* [Directions]: If a line of the listing below contains the string "TabularStore", count it, then give the total by itself.

● ● ● ●

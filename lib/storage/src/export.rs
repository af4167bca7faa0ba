use crate::manifest::{SubsetManifest, MANIFEST_FILE};
use anyhow::{Context, Result};
use assetx_core::{Curation, CurationConfig, RetainedImages, TabularStore, METADATA_FILE};
use serde::Serialize;
use std::fs;
use std::path::{Path, PathBuf};

const SCREENSHOTS_DIR: &str = "screenshots";

/// Catalog files copied alongside the subset when the source has them
pub const AUXILIARY_FILES: [&str; 2] = ["README.txt", "info.txt"];

#[derive(Debug, Clone, PartialEq, Eq, Serialize)]
pub struct CopyFailure {
    pub src: PathBuf,
    pub dst: PathBuf,
    pub reason: String,
}

/// Outcome of an export; per-file failures are collected, not fatal
#[derive(Debug, Clone, Default, Serialize)]
pub struct ExportReport {
    pub table_rows: usize,
    pub images_copied: usize,
    /// Entries of `failures` that are screenshot copies
    pub image_failures: usize,
    pub failures: Vec<CopyFailure>,
    pub auxiliary_copied: Vec<String>,
}

/// Writes a curated subset into a destination catalog directory
pub struct Exporter {
    dst_root: PathBuf,
}

impl Exporter {
    pub fn new<P: AsRef<Path>>(dst_root: P) -> Result<Self> {
        let dst_root = dst_root.as_ref().to_path_buf();
        fs::create_dir_all(&dst_root)
            .with_context(|| format!("creating {}", dst_root.display()))?;
        Ok(Self { dst_root })
    }

    pub fn root(&self) -> &Path {
        &self.dst_root
    }

    /// Write the filtered table as `metadata.csv`, atomically
    pub fn write_table(&self, table: &TabularStore) -> Result<PathBuf> {
        let path = self.dst_root.join(METADATA_FILE);
        let file = atomicwrites::AtomicFile::new(&path, atomicwrites::AllowOverwrite);
        file.write(|f| table.write_csv(std::io::BufWriter::new(f)))
            .with_context(|| format!("writing {}", path.display()))?;
        tracing::info!("Wrote {} rows to {}", table.row_count(), path.display());
        Ok(path)
    }

    fn copy_one(&self, src: &Path, dst: PathBuf, report: &mut ExportReport) -> bool {
        tracing::debug!("copy from {} -> {}", src.display(), dst.display());
        match fs::copy(src, &dst) {
            Ok(_) => true,
            Err(e) => {
                tracing::warn!(
                    "Error copying file from {} to {}: {}",
                    src.display(),
                    dst.display(),
                    e
                );
                report.failures.push(CopyFailure {
                    src: src.to_path_buf(),
                    dst,
                    reason: e.to_string(),
                });
                false
            }
        }
    }

    /// Copy retained images to `<dst>/screenshots/<dir>/<file name>`
    pub fn copy_images(&self, images: &[RetainedImages], report: &mut ExportReport) {
        let failed_before = report.failures.len();
        for retained in images {
            let dir = self
                .dst_root
                .join(SCREENSHOTS_DIR)
                .join(&retained.dir_name);
            if let Err(e) = fs::create_dir_all(&dir) {
                tracing::warn!("Cannot create {}: {}", dir.display(), e);
                for src in &retained.paths {
                    report.failures.push(CopyFailure {
                        src: src.clone(),
                        dst: dir.clone(),
                        reason: e.to_string(),
                    });
                }
                continue;
            }

            for src in &retained.paths {
                let Some(name) = src.file_name() else {
                    continue;
                };
                if self.copy_one(src, dir.join(name), report) {
                    report.images_copied += 1;
                }
            }
        }
        report.image_failures += report.failures.len() - failed_before;
    }

    /// Copy the catalog's README and info files if present
    pub fn copy_auxiliary(&self, src_root: &Path, report: &mut ExportReport) {
        for name in AUXILIARY_FILES {
            let src = src_root.join(name);
            if self.copy_one(&src, self.dst_root.join(name), report) {
                report.auxiliary_copied.push(name.to_string());
            }
        }
    }

    pub fn write_manifest(&self, manifest: &SubsetManifest) -> Result<PathBuf> {
        let path = self.dst_root.join(MANIFEST_FILE);
        manifest.write_to(&path)?;
        Ok(path)
    }
}

/// Write a curation run out to `dst_root`
///
/// Fails only when the table or manifest cannot be written; missing images
/// and auxiliary files are logged and listed in the report.
pub fn export(
    curation: &Curation,
    config: CurationConfig,
    source_rows: usize,
    src_root: &Path,
    dst_root: &Path,
) -> Result<ExportReport> {
    let exporter = Exporter::new(dst_root)?;
    let mut report = ExportReport {
        table_rows: curation.table.row_count(),
        ..Default::default()
    };

    exporter.write_table(&curation.table)?;
    exporter.copy_images(&curation.images, &mut report);
    exporter.copy_auxiliary(src_root, &mut report);

    let mut manifest = SubsetManifest::new(curation, config, source_rows);
    manifest.images_copied = report.images_copied;
    manifest.image_failures = report.image_failures;
    exporter.write_manifest(&manifest)?;

    tracing::info!(
        "Export finished: {} rows, {} images, {} failures",
        report.table_rows,
        report.images_copied,
        report.failures.len()
    );
    Ok(report)
}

● ● ● ●

* [Exercise output]: 2